Records for the exercise:

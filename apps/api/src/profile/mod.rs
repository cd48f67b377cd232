//! Typed portfolio content: the static data the site renders and the raw
//! material for the assistant's system instruction. Markup and styling stay
//! on the client; this module only owns the facts.

use serde::Serialize;

#[derive(Debug, Clone, Serialize)]
pub struct PersonalInfo {
    pub name: &'static str,
    pub title: &'static str,
    pub location: &'static str,
    pub summary: &'static str,
}

#[derive(Debug, Clone, Serialize)]
pub struct WorkExperience {
    pub position: &'static str,
    pub company: &'static str,
    pub start_date: &'static str,
    pub end_date: Option<&'static str>,
    pub achievements: &'static [&'static str],
    pub technologies: &'static [&'static str],
}

#[derive(Debug, Clone, Serialize)]
pub struct Education {
    pub degree: &'static str,
    pub institution: &'static str,
    pub graduation_year: &'static str,
}

#[derive(Debug, Clone, Serialize)]
pub struct SkillGroup {
    pub category: &'static str,
    pub skills: &'static [&'static str],
}

#[derive(Debug, Clone, Serialize)]
pub struct Project {
    pub id: &'static str,
    pub title: &'static str,
    pub description: &'static str,
    pub tech_stack: &'static [&'static str],
    pub features: &'static [&'static str],
}

/// Everything the profile endpoint returns in one payload.
#[derive(Debug, Clone, Serialize)]
pub struct Profile {
    pub personal: PersonalInfo,
    pub experience: Vec<WorkExperience>,
    pub education: Vec<Education>,
    pub skills: Vec<SkillGroup>,
    pub projects: Vec<Project>,
}

/// Page sections the navigation tracker observes, in document order.
pub const SECTIONS: &[(&str, &str)] = &[
    ("hero", "Home"),
    ("about", "About"),
    ("experience", "Experience"),
    ("skills", "Skills"),
    ("projects", "Projects"),
    ("contact", "Contact"),
];

pub fn personal_info() -> PersonalInfo {
    PersonalInfo {
        name: "Nikunja Sarma",
        title: "Cloud-Native Full-Stack Engineer",
        location: "Guwahati, India",
        summary: "Engineer focused on scalable distributed systems and \
                  production-grade architecture: event-driven microservices, \
                  high-throughput message queues, and secure enterprise \
                  integrations.",
    }
}

pub fn experience() -> Vec<WorkExperience> {
    vec![
        WorkExperience {
            position: "Senior Backend Engineer",
            company: "Fintech Platform",
            start_date: "2022",
            end_date: None,
            achievements: &[
                "Decomposed a monolithic order pipeline into event-driven services",
                "Cut p95 API latency from 300ms to 45ms with caching and indexing",
            ],
            technologies: &["Node.js", "PostgreSQL", "Redis", "RabbitMQ"],
        },
        WorkExperience {
            position: "Full-Stack Developer",
            company: "SaaS Startup",
            start_date: "2019",
            end_date: Some("2022"),
            achievements: &[
                "Built OIDC-based single sign-on across internal tools",
                "Introduced idempotent job workers handling 50k+ tasks daily",
            ],
            technologies: &["NestJS", "Kafka", "MongoDB", "Keycloak"],
        },
    ]
}

pub fn education() -> Vec<Education> {
    vec![Education {
        degree: "B.Tech, Computer Science and Engineering",
        institution: "Assam Engineering College",
        graduation_year: "2019",
    }]
}

pub fn skills() -> Vec<SkillGroup> {
    vec![
        SkillGroup {
            category: "Backend",
            skills: &["Node.js", "NestJS", "Express", "REST", "gRPC"],
        },
        SkillGroup {
            category: "Data & Messaging",
            skills: &["PostgreSQL", "MongoDB", "Redis", "Kafka", "RabbitMQ"],
        },
        SkillGroup {
            category: "Cloud & Ops",
            skills: &["AWS", "Docker", "Kubernetes", "CI/CD", "Terraform"],
        },
    ]
}

pub fn projects() -> Vec<Project> {
    vec![
        Project {
            id: "marketplace",
            title: "Multivendor Marketplace Architecture",
            description: "High-scale e-commerce backend decomposing monolithic \
                          logic into event-driven microservices, designed to \
                          survive flash-sale traffic spikes with zero downtime.",
            tech_stack: &["Node.js", "Express", "Redis", "PostgreSQL", "RabbitMQ"],
            features: &[
                "Microservice separation for Product, Order, and User domains",
                "Event-driven order processing preventing blocking operations",
                "Redis caching layer reducing DB load by 40%",
            ],
        },
        Project {
            id: "oms",
            title: "Distributed Order Management System",
            description: "Orchestrates complex fulfillment workflows with \
                          eventual consistency guarantees.",
            tech_stack: &["NestJS", "Kafka", "BullMQ", "MongoDB"],
            features: &[
                "Kafka stream processing for real-time inventory updates",
                "Exponential backoff retry with dead-letter queue handling",
            ],
        },
        Project {
            id: "auth",
            title: "Secure Multi-Service Authentication",
            description: "Centralized identity management implementing OIDC \
                          standards across internal tools and public APIs.",
            tech_stack: &["OIDC", "OAuth2", "JWT", "Keycloak"],
            features: &[
                "Authorization code flow with PKCE",
                "RBAC hierarchy for granular permission control",
            ],
        },
    ]
}

pub fn profile() -> Profile {
    Profile {
        personal: personal_info(),
        experience: experience(),
        education: education(),
        skills: skills(),
        projects: projects(),
    }
}

/// Plain-text digest of the portfolio consumed by the assistant's system
/// instruction.
pub fn portfolio_context() -> String {
    let personal = personal_info();
    let mut out = format!(
        "{} — {} ({}).\n{}\n\nProjects:\n",
        personal.name, personal.title, personal.location, personal.summary
    );
    for project in projects() {
        out.push_str(&format!(
            "- {}: {} Stack: {}.\n",
            project.title,
            project.description,
            project.tech_stack.join(", ")
        ));
    }
    out.push_str("\nExperience:\n");
    for job in experience() {
        out.push_str(&format!(
            "- {} at {} ({}–{}): {}\n",
            job.position,
            job.company,
            job.start_date,
            job.end_date.unwrap_or("present"),
            job.achievements.join("; ")
        ));
    }
    out
}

What this task involves: Report each line in the data above that holds the word "company" by copying it.

Response area:
    pub company: &'static str,
            company: "Fintech Platform",
            company: "SaaS Startup",
            job.company,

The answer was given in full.